Excerpts from a dataset:
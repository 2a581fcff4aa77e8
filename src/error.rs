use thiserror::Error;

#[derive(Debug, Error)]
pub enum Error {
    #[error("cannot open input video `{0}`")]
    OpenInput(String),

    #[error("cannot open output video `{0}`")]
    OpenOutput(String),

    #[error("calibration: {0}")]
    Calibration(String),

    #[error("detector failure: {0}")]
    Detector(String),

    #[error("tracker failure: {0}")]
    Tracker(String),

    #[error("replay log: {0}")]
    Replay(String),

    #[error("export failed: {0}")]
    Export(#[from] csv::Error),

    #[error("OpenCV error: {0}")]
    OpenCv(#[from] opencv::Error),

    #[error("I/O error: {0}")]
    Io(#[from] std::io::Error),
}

...

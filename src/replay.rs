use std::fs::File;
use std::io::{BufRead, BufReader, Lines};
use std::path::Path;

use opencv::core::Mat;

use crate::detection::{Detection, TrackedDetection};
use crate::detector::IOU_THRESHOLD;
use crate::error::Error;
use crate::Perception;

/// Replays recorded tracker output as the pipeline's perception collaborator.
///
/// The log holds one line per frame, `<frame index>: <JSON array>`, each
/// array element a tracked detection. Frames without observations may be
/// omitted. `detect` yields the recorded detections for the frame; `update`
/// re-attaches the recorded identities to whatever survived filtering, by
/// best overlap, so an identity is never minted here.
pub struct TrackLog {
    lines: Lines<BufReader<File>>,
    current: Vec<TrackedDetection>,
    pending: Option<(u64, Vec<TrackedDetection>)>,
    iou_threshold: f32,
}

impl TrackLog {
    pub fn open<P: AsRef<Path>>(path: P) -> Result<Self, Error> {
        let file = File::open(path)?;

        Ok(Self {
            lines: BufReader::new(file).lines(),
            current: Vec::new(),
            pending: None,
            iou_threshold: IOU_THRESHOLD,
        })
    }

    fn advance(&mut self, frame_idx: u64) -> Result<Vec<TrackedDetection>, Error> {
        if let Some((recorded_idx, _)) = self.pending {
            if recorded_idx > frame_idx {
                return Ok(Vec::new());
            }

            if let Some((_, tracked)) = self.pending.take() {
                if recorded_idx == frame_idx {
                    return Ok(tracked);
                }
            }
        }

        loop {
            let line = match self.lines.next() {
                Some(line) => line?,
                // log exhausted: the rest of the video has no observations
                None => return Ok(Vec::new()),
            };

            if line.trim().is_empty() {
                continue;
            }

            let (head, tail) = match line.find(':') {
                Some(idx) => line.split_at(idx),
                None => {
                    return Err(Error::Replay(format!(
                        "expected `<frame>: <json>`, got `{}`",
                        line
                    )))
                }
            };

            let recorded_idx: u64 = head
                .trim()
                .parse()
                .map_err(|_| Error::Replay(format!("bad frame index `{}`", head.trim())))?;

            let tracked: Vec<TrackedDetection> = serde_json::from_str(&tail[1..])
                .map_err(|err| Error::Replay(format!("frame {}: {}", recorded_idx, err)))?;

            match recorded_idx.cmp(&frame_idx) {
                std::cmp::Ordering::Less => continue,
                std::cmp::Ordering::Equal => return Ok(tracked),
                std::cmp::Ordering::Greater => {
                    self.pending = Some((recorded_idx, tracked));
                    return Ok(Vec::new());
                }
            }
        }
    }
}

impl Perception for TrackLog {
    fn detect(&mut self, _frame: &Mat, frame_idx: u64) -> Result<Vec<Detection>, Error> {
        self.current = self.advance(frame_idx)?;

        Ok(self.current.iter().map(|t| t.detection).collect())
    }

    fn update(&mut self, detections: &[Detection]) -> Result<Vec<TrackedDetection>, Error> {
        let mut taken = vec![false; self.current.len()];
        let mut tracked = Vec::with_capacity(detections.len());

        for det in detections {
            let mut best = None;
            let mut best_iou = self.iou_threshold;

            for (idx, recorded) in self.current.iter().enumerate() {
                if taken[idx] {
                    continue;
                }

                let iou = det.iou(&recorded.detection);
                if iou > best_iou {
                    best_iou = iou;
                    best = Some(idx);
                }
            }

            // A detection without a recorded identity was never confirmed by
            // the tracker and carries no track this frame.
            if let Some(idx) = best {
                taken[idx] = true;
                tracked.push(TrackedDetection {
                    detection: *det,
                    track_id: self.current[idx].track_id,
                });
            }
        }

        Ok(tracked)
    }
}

What to work on:
Pull out the lines above in which the word "crate" appears.

Your response:
use crate::detection::{Detection, TrackedDetection};
use crate::detector::IOU_THRESHOLD;
use crate::error::Error;
use crate::Perception;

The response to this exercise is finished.